Mr Pritchard thus appealed to took the pipe out of his mouth, and with some hesitations said that he believed the gentleman neither went to Llanfair for pigs nor black cattle but upon some particular business.

"Well," said Mr Bos, "it may be so, but I can't conceive how any person, either gentle or simple, could have any business in Anglesey save that business was pigs or cattle."

"The truth is," said I, "I went to Llanfair to see the birth-place of a great man - the cleverest Anglesey ever produced."

"Then you went wrong," said Mr Bos, "you went to the wrong parish, you should have gone to Penmynnydd; the clebber man of Anglesey was born and buried at Penmynnydd, you may see his tomb in the church."

"You are alluding to Black Robin," said I, "who wrote the ode in praise of Anglesey - yes, he was a very clever young fellow, but excuse me, he was not half such a poet as Gronwy Owen."

"Black Robin," said Mr Bos, "and Gronow Owen, who the Devil were they? I never heard of either. I wasn't talking of them, but of the clebberest man the world ever saw. Did you never hear of Owen Tiddir? If you didn't, where did you get your education?"

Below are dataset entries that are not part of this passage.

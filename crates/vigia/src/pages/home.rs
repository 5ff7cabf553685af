//! The vtiger home page shown after a successful login.

use crate::actions::CommonActions;
use crate::driver::UiDriver;
use crate::locator::Locator;
use crate::result::VigiaResult;

/// Home page navigation links.
#[derive(Debug, Clone)]
pub struct HomePage<D: UiDriver> {
    actions: CommonActions<D>,
    home_link: Locator,
    logout_link: Locator,
    new_lead_link: Locator,
}

impl<D: UiDriver> HomePage<D> {
    /// Bind the home-page locators over a session.
    #[must_use]
    pub fn new(actions: CommonActions<D>) -> Self {
        Self {
            actions,
            home_link: Locator::link_text("Home"),
            logout_link: Locator::link_text("Logout"),
            new_lead_link: Locator::link_text("New Lead"),
        }
    }

    /// Whether the Home link is rendered, waiting for it to appear.
    ///
    /// # Errors
    ///
    /// Returns [`VigiaError::Timeout`] when the link never appears.
    ///
    /// [`VigiaError::Timeout`]: crate::result::VigiaError::Timeout
    pub async fn verify_home(&self) -> VigiaResult<bool> {
        self.actions.check_display(&self.home_link).await
    }

    /// Whether the Logout link is rendered, waiting for it to appear.
    ///
    /// # Errors
    ///
    /// Returns [`VigiaError::Timeout`] when the link never appears.
    ///
    /// [`VigiaError::Timeout`]: crate::result::VigiaError::Timeout
    pub async fn verify_logout(&self) -> VigiaResult<bool> {
        self.actions.check_display(&self.logout_link).await
    }

    /// Whether the Home link exists right now, without waiting.
    ///
    /// Used after a failed login to assert the home page was never reached;
    /// the error banner has already proven the page settled, so there is
    /// nothing to wait for.
    ///
    /// # Errors
    ///
    /// Returns [`VigiaError::Session`] when the query cannot run.
    ///
    /// [`VigiaError::Session`]: crate::result::VigiaError::Session
    pub async fn home_link_present(&self) -> VigiaResult<bool> {
        self.actions.session().is_present(&self.home_link).await
    }

    /// Click the Logout link.
    ///
    /// # Errors
    ///
    /// Returns a wait failure when the link never appears.
    pub async fn click_logout(&self) -> VigiaResult<()> {
        self.actions.click_element(&self.logout_link).await
    }

    /// Click the New Lead link.
    ///
    /// # Errors
    ///
    /// Returns a wait failure when the link never appears.
    pub async fn click_new_lead(&self) -> VigiaResult<()> {
        self.actions.click_element(&self.new_lead_link).await
    }
}
/// Launch configuration shared by all driver implementations.
#[derive(Debug, Clone)]
pub struct DriverConfig {
    /// Run without a visible window
    pub headless: bool,
    /// Viewport width
    pub viewport_width: u32,
    /// Viewport height
    pub viewport_height: u32,
    /// Page-load budget for `navigate`
    pub navigation_timeout: Duration,
    /// Browser executable override
    pub executable_path: Option<std::path::PathBuf>,
    /// Chromium sandbox (disable in containers/CI)
    pub sandbox: bool,
}

impl Default for DriverConfig {
    fn default() -> Self {
        Self {
            headless: true,
            viewport_width: 1366,
            viewport_height: 768,
            navigation_timeout: Duration::from_secs(30),
            executable_path: None,
            sandbox: true,
        }
    }
}

impl DriverConfig {
    /// Create a config with defaults.
    #[must_use]
    pub fn new() -> Self {
        Self::default()
    }

    /// Set headless mode.
    #[must_use]
    pub const fn headless(mut self, headless: bool) -> Self {
        self.headless = headless;
        self
    }

    /// Set viewport dimensions.
    #[must_use]
    pub const fn viewport(mut self, width: u32, height: u32) -> Self {
        self.viewport_width = width;
        self.viewport_height = height;
        self
    }

    /// Set the page-load budget.
    #[must_use]
    pub const fn navigation_timeout(mut self, timeout: Duration) -> Self {
        self.navigation_timeout = timeout;
        self
    }

    /// Point at a specific browser binary.
    #[must_use]
    pub fn executable_path(mut self, path: impl Into<std::path::PathBuf>) -> Self {
        self.executable_path = Some(path.into());
        self
    }

    /// Disable the Chromium sandbox (containers/CI).
    #[must_use]
    pub const fn no_sandbox(mut self) -> Self {
        self.sandbox = false;
        self
    }
}

/// Browser automation seam.
///
/// Implementations: the CDP driver behind the `browser` feature and
/// [`MockDriver`] for unit tests. Methods that change page state take
/// `&mut self`; pure queries take `&self`.
#[async_trait]
pub trait UiDriver: Send + Sync {
    /// Navigate to a URL and wait for the load to settle.
    async fn navigate(&mut self, url: &str) -> VigiaResult<()>;

    /// Current page URL.
    async fn current_url(&self) -> VigiaResult<String>;

    /// Current document title.
    async fn title(&self) -> VigiaResult<String>;

    /// Look up an element, `None` when nothing matches.
    async fn find(&self, locator: &Locator) -> VigiaResult<Option<ElementHandle>>;

    /// Whether any element matches the locator.
    async fn is_present(&self, locator: &Locator) -> VigiaResult<bool>;

    /// Typed visibility of the locator's element.
    async fn visibility(&self, locator: &Locator) -> VigiaResult<Visibility>;

    /// Click the element.
    async fn click(&mut self, locator: &Locator) -> VigiaResult<()>;

    /// Clear an input's value.
    async fn clear(&mut self, locator: &Locator) -> VigiaResult<()>;

    /// Append text to an input, as a user typing would.
    async fn type_text(&mut self, locator: &Locator, text: &str) -> VigiaResult<()>;

    /// Capture the current page as a PNG.
    async fn screenshot(&self) -> VigiaResult<Screenshot>;

    /// Shut the browser down.
    async fn close(&mut self) -> VigiaResult<()>;
}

"I have heard of Owen Tudor," said I, "but never understood that he was particularly clever; handsome he undoubtedly was - but clever - "

"How not clebber?" interrupted Mr Bos. "If he wasn't clebber, who was clebber? Didn't he marry a great queen, and was not Harry the Eighth his great grandson?"

"Really," said I, "you know a great deal of history."

"I should hope I do," said Mr Bos. "Oh, I wasn't at school at Blewmaris for six months for nothing; and I haven't been in Northampton, and in every town in England, without learning something of history. With regard to history I may say that few - Won't you drink?" said he, patronizingly, as he pushed a jug of ale which stood before him on a little table towards me.

Begging politely to be excused on the plea that I was just about to take tea, I asked him in what capacity he had travelled all over England.

"As a drover to be sure," said Mr Bos, "and I may say that there are not many in Anglesey better known in England than myself - at any rate I may say that there is not a public-house between here and Worcester at which I am not known."

"Pray excuse me," said I, "but is not droving rather a low-lifed occupation?"

"Not half so much as pig-jobbing," said Bos, "and that that's your trade I am certain, or you would never have gone to Llanfair."

"I am no pig-jobber," said I, "and when I asked you that question about droving, I merely did so because one Ellis Wynn, in a book he wrote, gives the drovers a very bad character, and puts them in Hell for their mal-practices."